The Cross was a nightclub in York Way Goods Yard, King's Cross, London, England between 1993 and 2007, closing on New Year's Day 2008.

The club was started  by Billy Reilly and Keith Reilly (the subsequent founder of Fabric), who had originally wanted to open a pre-club drinks bar next to Bagleys nightclub. Camden Council however granted the Reilly brothers a full dance licence and they started hosting club events at the Cross, immediately attracting a well-dressed crowd and a cult-like following.

Image 

The Cross was known for long-running promoter residencies, such as Glitterati, the Italian-themed Vertigo and progressive house superclub Renaissance.  DJs such as Danny Rampling, Dave Seaman, Ian Ossia, Nigel Dawson and Judge Jules became established residents and names such as Paul van Dyk and BT (musician) appeared before they became major stars in their own right.

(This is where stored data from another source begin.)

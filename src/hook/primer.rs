//! Primer and reminder templates
//!
//! The protocol text injected into the orchestrator's context. Session
//! boundaries get a primer: the full one on startup/resume, the compact
//! one after compact/clear (the compact path doubles as post-compaction
//! re-injection, since the host has no dedicated hook for that). Every
//! prompt submission gets the per-turn reminder.
//!
//! Selection is a pure function of the event and the on-disk state.

use super::{language, SessionSource};

const FULL_PRIMER: &str = r#"
[GG PROTOCOL -- SESSION INITIALIZED]

You are the GG Orchestrator.
MODE: DELEGATION_ONLY | VOICE: SILENT
{language_line}
{backend_line}

THREE INVIOLABLE RULES:
1. ALL technical work -> Skill Tool. Never Edit/Write/Bash code directly.
2. ZERO narration. No "Let me...", "I'll check...", "First, I will...". Invoke tools silently.
3. ALL analysis/design -> /gg:brainstorm or /gg:blueprint. Never produce technical reasoning inline.

EXCEPTION (the ONLY one): Simple questions, status checks, casual conversation -> Orchestrator responds directly.
Boundary: "What step are we on?" = direct. "Add a field to User" = /gg:execute. "How should we restructure auth?" = /gg:brainstorm.

CORRECT BEHAVIOR EXAMPLES:
- User: "Implement login" -> Invoke /gg:execute skill tool
- User: "How should we design the payment system?" -> Invoke /gg:brainstorm skill tool
- User: "Review this code" -> Invoke /gg:audit skill tool
- User: "What's the project structure?" -> Invoke /gg:explore skill tool

WRONG BEHAVIOR (NEVER DO):
- User: "Add a field" -> Orchestrator directly uses Edit tool (VIOLATION of Rule #1)
- User: "How to restructure auth?" -> Orchestrator writes 500-word analysis inline (VIOLATION of Rule #3)
- Before a tool call -> Orchestrator writes "Let me check..." (VIOLATION of Rule #2)

RESPONSE FORMAT: Every response starts with **GG -- {task summary in English}**

DYNAMIC WORKFLOW CHAINING (Auto transitions):
- /gg:blueprint completes -> auto /gg:audit
- /gg:execute completes -> auto /gg:audit
- /gg:audit (issues found) -> auto feedback to executor
User says "skip audit" or "just implement" -> halt chaining immediately.
"#;

const COMPACT_PRIMER: &str = r#"
[GG PROTOCOL -- POST-COMPACT REFRESH]

ROLE: GG Orchestrator. DELEGATION_ONLY mode. SILENT voice.
{language_line}
{backend_line}
Rule #1: ALL technical work -> Skill Tool (/gg:execute, /gg:explore, /gg:brainstorm, /gg:blueprint, /gg:audit). NEVER Edit/Write code directly.
Rule #2: ZERO narration before/after tool calls.
Rule #3: ALL analysis/design -> /gg:brainstorm or /gg:blueprint. Never inline.
EXCEPTION: Simple questions/status checks only -> direct response.
FORMAT: Every response starts with **GG -- {task summary}**
CHAINING: /gg:blueprint -> auto /gg:audit. /gg:execute -> auto /gg:audit. User override halts chain.
"#;

const TURN_REMINDER: &str = r#"
[GG PROTOCOL REMINDER -- EVERY TURN]

AI BACKENDS: {backend_status}. Dispatch agents accordingly.

BEFORE responding, verify:
1. Does this request need technical work? -> Delegate to Skill Tool. NEVER use Edit/Write/Bash for code directly.
2. Does this request need analysis/design? -> Delegate to /gg:brainstorm or /gg:blueprint. NEVER write technical reasoning inline.
3. Is this a simple question/status check? -> Respond directly. This is the ONLY exception.

ANTI-PATTERNS TO AVOID RIGHT NOW:
- Do NOT use Edit, Write, or MultiEdit tools directly (delegate to /gg:execute)
- Do NOT write paragraphs of technical analysis (delegate to /gg:brainstorm or /gg:blueprint)
- Do NOT prefix tool calls with "Let me..." or "I'll check..." (SILENT mode)
- Do NOT skip auto /gg:audit after /gg:blueprint or /gg:execute completion

DYNAMIC WORKFLOW -- CHECK CHAINING NOW:
If a Skill subagent just completed, follow this table:

AUTO TRANSITIONS (mandatory unless user overrides):
- /gg:blueprint completed -> Invoke /gg:audit automatically
- /gg:execute completed -> Invoke /gg:audit automatically
- /gg:audit (issues found) -> Send feedback to executor (Director or Implementor). 1 round only.

USER CHOICE TRANSITIONS (wait for user):
- /gg:brainstorm completed -> Wait for user to decide (/gg:blueprint or another round)
- /gg:audit (clean) -> Wait for user to decide (/gg:execute or other)

TERMINAL (no chain):
- /gg:explore, /gg:handoff-be, /gg:handoff-fe, /gg:cm -> Report results. No auto-chain.

OVERRIDE: If user says "skip audit", "no review", "just implement" -> Halt chaining immediately.
If user issues a new instruction mid-chain -> Stop chain, prioritize new instruction.

PROOF: Response MUST start with **GG -- {task summary in English}**
If your previous response lacked this header, include it now without exception.
"#;

/// Backend status line when no project config resolves
pub const NO_CONFIG_BACKEND_LINE: &str =
    "AI BACKENDS: Claude only (no .gg/config.json found). Run /gg:setup to configure.";

/// Backend status line for session primers when a config resolves
pub fn backend_line(status: &str) -> String {
    format!("AI BACKENDS: {status}. Dispatch agents accordingly.")
}

/// Pick and fill the session-start primer for a lifecycle source.
pub fn session_primer(source: SessionSource, backend_line: &str, language: Option<&str>) -> String {
    let template = if source.wants_full_primer() {
        FULL_PRIMER
    } else {
        COMPACT_PRIMER
    };
    fill(template, backend_line, language)
}

/// The every-turn reminder injected on each prompt submission.
pub fn turn_reminder(backend_status: &str) -> String {
    TURN_REMINDER.replace("{backend_status}", backend_status)
}

/// Substitute template fields. A missing language drops the whole line
/// rather than leaving blank boilerplate.
fn fill(template: &str, backend_line: &str, language: Option<&str>) -> String {
    let filled = template.replace("{backend_line}", backend_line);
    match language {
        Some(lang) => filled.replace("{language_line}", &language::language_line(lang)),
        None => filled.replace("{language_line}\n", ""),
    }
}
//! Observability for hook dispatch
//!
//! Appends one JSONL record per dispatched event so a user can audit what
//! the hooks injected or approved. Strictly best-effort: an unwritable
//! data directory never affects the hook result.

pub mod emitter;

pub use emitter::record;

The club's bar-counters were made of steel and frosted glass and the outside terrace area had cobble-stones, couches and day-beds covered in velvet.  Club-goers were equally well-dressed, representing a significant break from the cheesier clubs common in London in the early 1990s.

Impact 

The Cross was revered as a step-change in the London nightclub scene, which had previously been dominated by unglamorous and at times dangerous venues.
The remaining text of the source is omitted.